Frank O’Shea on Becoming Stardust

A Meditation on Life, Death & the Cosmos

by Frank O’Shea

At the gathering at Melbourne’s Point Cook Village after his funeral, this piece was read by Frank O’Shea’s daughter Sophie and grandson James. It had been penned and presented to fellow Villagers in the month or so before his death on 9 July 2024.

Published here (in the online magazine he loved and wrote for vigorously) with the support of his daughters, Amie and Sophie.

Every day, something like 150,000 people die somewhere in the world. Each of us knows that someday we will be one of that number, so let me make this personal: I will die one day.

There are probably studies that tell me how my mind will come to its end, and I realise that either slowly or quickly, my brain cells will stop functioning and in time, will be part of an organism that is buried or burned.

But there is more. What happens to the knowledge and experience, the good and bad things, the loves and dislikes, the stories and beliefs that lived in my brain? They are, or were, a form of vigour, they were different from similar energies from the many other people who died at about the same time.

We don’t know when all of the energy we once had is finally released into the universe, perhaps at the burning or burying, but more likely much earlier. So my energy will join all those other bits of energy now out there in the universe, where they are inaccessible to others. Here, I put aside religion or heaven or those who claim they can speak to the dead.
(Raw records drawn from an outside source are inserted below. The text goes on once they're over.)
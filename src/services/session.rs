//! Session service: one actor per drawing session.
//!
//! ARCHITECTURE
//! ============
//! Every session is a Tokio task ([`SessionActor`]) that exclusively owns its
//! [`History`], version counter, and member channels. All access goes through
//! a bounded `mpsc` queue of [`SessionCommand`]s, so intents from racing
//! clients are applied strictly in arrival order and no lock is ever held
//! across a mutation. [`SessionHandle`] is the cloneable sender side.
//!
//! VERSIONING
//! ==========
//! A new session starts at version 0. Every applied intent (append, undo,
//! redo, clear, replace) bumps the version by one, including clamped no-ops,
//! and broadcasts `fullState` to every member including the sender. Joining
//! and resync requests send the current state to that member only without a
//! bump. Because the actor is the only writer to member channels, each member
//! sees versions in order.
//!
//! FAN-OUT
//! =======
//! Broadcast is `try_send` per member: never blocks the queue, at most once.
//! A full channel drops that one message for that member; a closed channel
//! removes the member. Members recover with `requestFullState`.
//!
//! LIFECYCLE
//! =========
//! [`SessionRegistry`] spawns the actor on first reference to a session id.
//! Sessions outlive their members and end only on explicit teardown or
//! process shutdown.

use std::collections::HashMap;
use std::sync::Arc;

use frames::{ErrorCode, FullState, ServerMessage, Stroke};
use tokio::sync::{RwLock, mpsc, oneshot};
use tokio::task::JoinHandle;
use tracing::{debug, info, warn};
use uuid::Uuid;

use super::history::History;
use super::snapshot::is_valid_name;

// =============================================================================
// TYPES
// =============================================================================

/// Outbound channel of one connected member.
pub type MemberTx = mpsc::Sender<ServerMessage>;

#[derive(Debug, thiserror::Error, PartialEq, Eq)]
pub enum SessionError {
    #[error("invalid session id: {0:?}")]
    InvalidId(String),
    #[error("session not found: {0}")]
    NotFound(String),
    #[error("session {0} is closed")]
    Closed(String),
}

impl ErrorCode for SessionError {
    fn error_code(&self) -> &'static str {
        match self {
            Self::InvalidId(_) => "E_INVALID_SESSION_ID",
            Self::NotFound(_) => "E_SESSION_NOT_FOUND",
            Self::Closed(_) => "E_SESSION_CLOSED",
        }
    }

    fn retryable(&self) -> bool {
        matches!(self, Self::Closed(_))
    }
}

/// A state-changing request against a session's history.
#[derive(Debug, Clone, PartialEq)]
pub enum Intent {
    Append(Stroke),
    Undo,
    Redo,
    Clear,
    /// Wholesale replacement by a loaded snapshot, fully visible.
    Replace(Vec<Stroke>),
}

impl Intent {
    #[must_use]
    pub fn kind(&self) -> &'static str {
        match self {
            Self::Append(_) => "append",
            Self::Undo => "undo",
            Self::Redo => "redo",
            Self::Clear => "clear",
            Self::Replace(_) => "replace",
        }
    }
}

/// Messages accepted by a session actor.
#[derive(Debug)]
pub enum SessionCommand {
    /// Register a member and send it the current state.
    Join { member: Uuid, tx: MemberTx },
    Part { member: Uuid },
    /// Apply an intent and broadcast. `reply` receives the new version.
    Apply { intent: Intent, reply: Option<oneshot::Sender<u64>> },
    /// Send the current state to one member only.
    Resync { member: Uuid },
    /// Immutable copy of the current state.
    Snapshot { reply: oneshot::Sender<FullState> },
    /// Copy of the visible prefix only, for snapshot saves.
    Visible { reply: oneshot::Sender<Vec<Stroke>> },
    Info { reply: oneshot::Sender<SessionInfo> },
    Shutdown,
}

/// Summary of a live session, for listings.
#[derive(Debug, Clone, PartialEq, Eq, serde::Serialize)]
pub struct SessionInfo {
    pub id: String,
    pub version: u64,
    pub members: usize,
    pub strokes: usize,
    pub horizon: usize,
}
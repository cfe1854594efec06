//! History: the canonical per-session stroke log and undo/redo pointer.
//!
//! DESIGN
//! ======
//! Undo is a single integer `horizon` over an append-only `log`. Strokes in
//! `log[..horizon]` are visible; strokes in `log[horizon..]` are hidden but
//! kept so redo can bring them back. The next append discards them.
//!
//! The invariants `horizon <= log.len()` and "visible is a prefix" hold by
//! construction: every operation clamps instead of failing. Validation of
//! incoming points happens before a [`Stroke`] exists, so nothing here can
//! reject an append.
//!
//! This type is synchronous and owned by exactly one session actor, which is
//! what serializes mutations.

use frames::{FullState, Stroke};

#[derive(Debug, Clone, Default, PartialEq)]
pub struct History {
    log: Vec<Stroke>,
    horizon: usize,
}

impl History {
    #[must_use]
    pub fn new() -> Self {
        Self::default()
    }

    /// Build a fully visible history from a stored log.
    #[must_use]
    pub fn from_log(log: Vec<Stroke>) -> Self {
        let horizon = log.len();
        Self { log, horizon }
    }

    /// Commit a stroke, discarding the redo branch first.
    pub fn append(&mut self, stroke: Stroke) {
        self.log.truncate(self.horizon);
        self.log.push(stroke);
        self.horizon = self.log.len();
    }

    /// Hide the last visible stroke. No-op at zero.
    pub fn undo(&mut self) {
        self.horizon = self.horizon.saturating_sub(1);
    }

    /// Reveal the next hidden stroke. No-op when nothing is hidden.
    pub fn redo(&mut self) {
        self.horizon = (self.horizon + 1).min(self.log.len());
    }

    pub fn clear(&mut self) {
        self.log.clear();
        self.horizon = 0;
    }

    /// Replace the whole history with a loaded log, fully visible.
    pub fn replace(&mut self, log: Vec<Stroke>) {
        *self = Self::from_log(log);
    }

    #[must_use]
    pub fn visible(&self) -> &[Stroke] {
        &self.log[..self.horizon]
    }

    #[must_use]
    pub fn log(&self) -> &[Stroke] {
        &self.log
    }

    #[must_use]
    pub fn horizon(&self) -> usize {
        self.horizon
    }

    /// Number of hidden, redo-eligible strokes.
    #[must_use]
    pub fn hidden(&self) -> usize {
        self.log.len() - self.horizon
    }

    /// Immutable copy of `(log, horizon)` tagged with `version`.
    #[must_use]
    pub fn full_state(&self, version: u64) -> FullState {
        FullState { log: self.log.clone(), horizon: self.horizon, version }
    }
}

#[cfg(test)]
#[path = "history_test.rs"]
mod tests;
Instead, I look briefly to physics and what the experts tell us make up that universe in which bits of the former me will wander, probably aimlessly. We are told that approximately 5% of the universe consists of the planets and stars and comets, atoms and molecules, protons and neutrons and electrons, the action of stars and black holes. There is also some 26.8% of dark matter, possibly weakly interacting matter that cannot be measured or heavier matter resulting from the Big Bang. But that leaves almost 70 per cent of the universe that is energy- scientists call it dark energy.

Now, here is my suggestion. My former self will be part of that dark energy as will the minds and personalities of the 15,000 others who died the same time I did. That almost 70 per cent of dark energy consists of the personalities – for want of a better word -who have lived and died since organisms first appeared on earth.

Frank O’Shea

Frank was a much-loved and very energetic member of the Tinteán Editorial Collective.

2 thoughts on “Frank O’Shea on Becoming Stardust

  1. Frank read, felt, thought and wrote – the epitome of an Irishman.

    And even before you died, I believe some of your dark energy had made its way into my heart.